Chacun connait ou a vaguement entendu parler de Franklin Delano Roosevelt, président des Etats-Unis de 1932 à 1945 : un président malade et en fauteuil roulant qui dû faire face aux succès des forces de l'Axe, à Pearl Harbor, à la guerre du Pacifique et à la seconde guerre mondiale. Un président qui occupa la Maison Blanche dans ce qui reste, aujourd'hui encore, le mandat présidentiel le plus long de toute l'histoire des USA. Et ce, malgré la maladie et la poliomyélite, contractée en 1921, qui le laissera gravement handicapé pour le restant de ses jours.

Malgré la maladie. A ce titre, tout commence en août 1921. Alors Roosevelt est avocat à New York et mène la vie des nantis. Il est beau, il est riche, il a une épouse ravissante et une belle famille. Il est alors l'étoile montante du parti démocrate (dont - ancien sous-secrétaire d'Etat à la marine pendant la présidence de Woodrow Wilson, pendant la première guerre mondiale, en 1912-1916-1920 - il a été le candidat démocrate à la vice-présidence lors des élections - perdues par le démocrate Cox contre le républicain Harding - de novembre 1920), et tout va alors pour le mieux.

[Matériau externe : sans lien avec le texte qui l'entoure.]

//! End-to-end introspection against scripted catalogs.

mod common;

use std::sync::Arc;

use opal_info::{InfoError, SchemaInfo};
use opal_query::{Connection, SqlValue};

use common::{record, CatalogConnection};

fn text(s: &str) -> SqlValue {
    SqlValue::Text(String::from(s))
}

#[test]
fn test_unsupported_driver_rejected() {
    let conn = CatalogConnection::new("oracle");
    let err = SchemaInfo::new(conn as Arc<dyn Connection>).unwrap_err();
    match err {
        InfoError::UnsupportedDriver { driver } => assert_eq!(driver, "oracle"),
        other => panic!("unexpected error: {other}"),
    }
}

#[test]
fn test_mysql_columns_normalized() {
    let conn = CatalogConnection::new("mysql");
    conn.queue_rows(vec![
        record(&[
            ("name", text("id")),
            ("col_type", text("INT")),
            ("full_type", text("int(11)")),
            ("char_size", SqlValue::Null),
            ("num_size", SqlValue::Int(11)),
            ("num_scale", SqlValue::Int(0)),
            ("nullable", text("NO")),
            ("default_value", SqlValue::Null),
            ("extra", text("auto_increment")),
            ("comment", text("")),
            ("is_primary", SqlValue::Int(1)),
        ]),
        record(&[
            ("name", text("status")),
            ("col_type", text("VARCHAR")),
            ("full_type", text("varchar(20)")),
            ("char_size", SqlValue::Int(20)),
            ("num_size", SqlValue::Null),
            ("num_scale", SqlValue::Null),
            ("nullable", text("YES")),
            ("default_value", text("new")),
            ("extra", text("")),
            ("comment", text("order state")),
            ("is_primary", SqlValue::Int(0)),
        ]),
    ]);

    let info = SchemaInfo::new(conn.clone() as Arc<dyn Connection>).unwrap();
    let columns = info.list_columns("app", "orders").unwrap();

    assert_eq!(
        columns.keys().collect::<Vec<_>>(),
        vec!["id", "status"]
    );

    let id = &columns["id"];
    assert!(id.is_primary);
    assert!(id.is_auto_increment);
    assert_eq!(id.is_unsigned, Some(false));
    assert_eq!(id.after_field, None);
    assert!(!id.has_default);

    let status = &columns["status"];
    assert_eq!(status.col_type, "varchar");
    assert_eq!(status.size, Some(20));
    assert!(!status.is_not_null);
    assert_eq!(status.default, Some(text("new")));
    assert_eq!(status.after_field.as_deref(), Some("id"));
    assert_eq!(status.comment.as_deref(), Some("order state"));

    let issued = conn.statements();
    assert_eq!(issued.len(), 1);
    assert!(issued[0].contains("information_schema.COLUMNS"));
    assert!(issued[0].contains("ORDER BY c.ORDINAL_POSITION"));
}

#[test]
fn test_duplicated_catalog_rows_keep_primary_flag() {
    // a PK column that is also part of a foreign-key constraint can come
    // back as two joined rows at the same ordinal position
    let conn = CatalogConnection::new("mysql");
    conn.queue_rows(vec![
        record(&[
            ("name", text("id")),
            ("col_type", text("INT")),
            ("full_type", text("int(11)")),
            ("nullable", text("NO")),
            ("extra", text("")),
            ("is_primary", SqlValue::Int(1)),
        ]),
        record(&[
            ("name", text("id")),
            ("col_type", text("INT")),
            ("full_type", text("int(11)")),
            ("nullable", text("NO")),
            ("extra", text("")),
            ("is_primary", SqlValue::Int(0)),
        ]),
        record(&[
            ("name", text("label")),
            ("col_type", text("VARCHAR")),
            ("full_type", text("varchar(40)")),
            ("nullable", text("YES")),
            ("extra", text("")),
            ("is_primary", SqlValue::Int(0)),
        ]),
    ]);

    let info = SchemaInfo::new(conn as Arc<dyn Connection>).unwrap();
    let columns = info.list_columns("app", "tags").unwrap();

    assert_eq!(columns.len(), 2);
    assert!(columns["id"].is_primary);
    assert_eq!(columns["id"].after_field, None);
    assert_eq!(columns["label"].after_field.as_deref(), Some("id"));
}

#[test]
fn test_pgsql_autoinc_sequence() {
    let conn = CatalogConnection::new("postgres");
    // list_columns fetch
    conn.queue_rows(vec![record(&[
        ("name", text("id")),
        ("col_type", text("integer")),
        ("char_size", SqlValue::Null),
        ("num_size", SqlValue::Int(32)),
        ("num_scale", SqlValue::Int(0)),
        ("nullable", text("NO")),
        (
            "default_value",
            text("nextval('orders_id_seq'::regclass)"),
        ),
        ("is_primary", SqlValue::Int(1)),
    ])]);
    // autoinc_sequence fetch
    conn.queue_rows(vec![record(&[(
        "column_default",
        text("nextval('orders_id_seq'::regclass)"),
    )])]);

    let info = SchemaInfo::new(conn as Arc<dyn Connection>).unwrap();
    let columns = info.list_columns("public", "orders").unwrap();
    assert!(columns["id"].is_auto_increment);
    assert!(!columns["id"].has_default);

    assert_eq!(
        info.autoinc_sequence("public", "orders").unwrap(),
        Some(String::from("orders_id_seq"))
    );
}

#[test]
fn test_sqlite_pragma_round() {
    let conn = CatalogConnection::new("sqlite");
    // PRAGMA table_info fetch
    conn.queue_rows(vec![
        record(&[
            ("cid", SqlValue::Int(0)),
            ("name", text("id")),
            ("type", text("INTEGER")),
            ("notnull", SqlValue::Int(1)),
            ("dflt_value", SqlValue::Null),
            ("pk", SqlValue::Int(1)),
        ]),
        record(&[
            ("cid", SqlValue::Int(1)),
            ("name", text("total")),
            ("type", text("DECIMAL(10,2)")),
            ("notnull", SqlValue::Int(0)),
            ("dflt_value", text("0")),
            ("pk", SqlValue::Int(0)),
        ]),
    ]);
    // sqlite_master create-sql fetch
    conn.queue_rows(vec![record(&[(
        "sql",
        text(
            "CREATE TABLE orders (id INTEGER PRIMARY KEY AUTOINCREMENT, \
             total DECIMAL(10,2) DEFAULT 0)",
        ),
    )])]);

    let info = SchemaInfo::new(conn.clone() as Arc<dyn Connection>).unwrap();
    let columns = info.list_columns("", "orders").unwrap();

    let id = &columns["id"];
    assert!(id.is_primary);
    assert!(id.is_auto_increment);

    let total = &columns["total"];
    assert_eq!(total.col_type, "decimal");
    assert_eq!(total.size, Some(10));
    assert_eq!(total.scale, Some(2));
    assert_eq!(total.default, Some(SqlValue::Float(0.0)));
    assert_eq!(total.after_field.as_deref(), Some("id"));

    // empty schema name resolves to main
    let issued = conn.statements();
    assert!(issued[0].starts_with("PRAGMA \"main\".table_info"));

    assert_eq!(info.autoinc_sequence("", "orders").unwrap(), None);
}

#[test]
fn test_list_tables() {
    let conn = CatalogConnection::new("mariadb");
    conn.queue_rows(vec![
        record(&[("table_name", text("orders"))]),
        record(&[("table_name", text("users"))]),
    ]);

    let info = SchemaInfo::new(conn as Arc<dyn Connection>).unwrap();
    assert_eq!(
        info.list_tables("app").unwrap(),
        vec![String::from("orders"), String::from("users")]
    );
}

En août 1921, tout s'écroule. Alors qu'il fait de la voile (puisque, sportif, il adore faire de la voile...) sur les côtes atlantiques du Maine - Nouvelle Angleterre - un week-end, il tombe dans les eaux glacées de l'Atlantique et le choc est sévère. Le lendemain, il accoste dans une île et aide à éteindre un feu de forêt. Pour se rafraîchir, il décide d'aller se baigner et, encore une fois, il prend froid. On doit alors le mettre au lit. Vingt-quatre heures plus tard, il a de la fièvre et ne peut plus se lever. Ses jambes refusent de le porter. Il est paralysé. On appelle un médecin, qui conclut à un fort rhume. Un autre, consulté, prescrit des massages. Quelques jours plus tard, on finit par appeler un spécialiste au chevet du malade : Roosevelt est atteint de poliomyélite. Il a trente-neuf ans. Il souffre. Il ne peut même pas supporter le poids des draps sur ses jambes. Il faut lui plâtrer les membres inférieurs. Le médecin est impressionné par les réactions de son patient. Il ne se plaint jamais. Il est courageux, il veut s'en sortir. Pourtant, il est conscient que sa vie vient de basculer. Il essaie simplement de ne pas être écrasé par le désespoir.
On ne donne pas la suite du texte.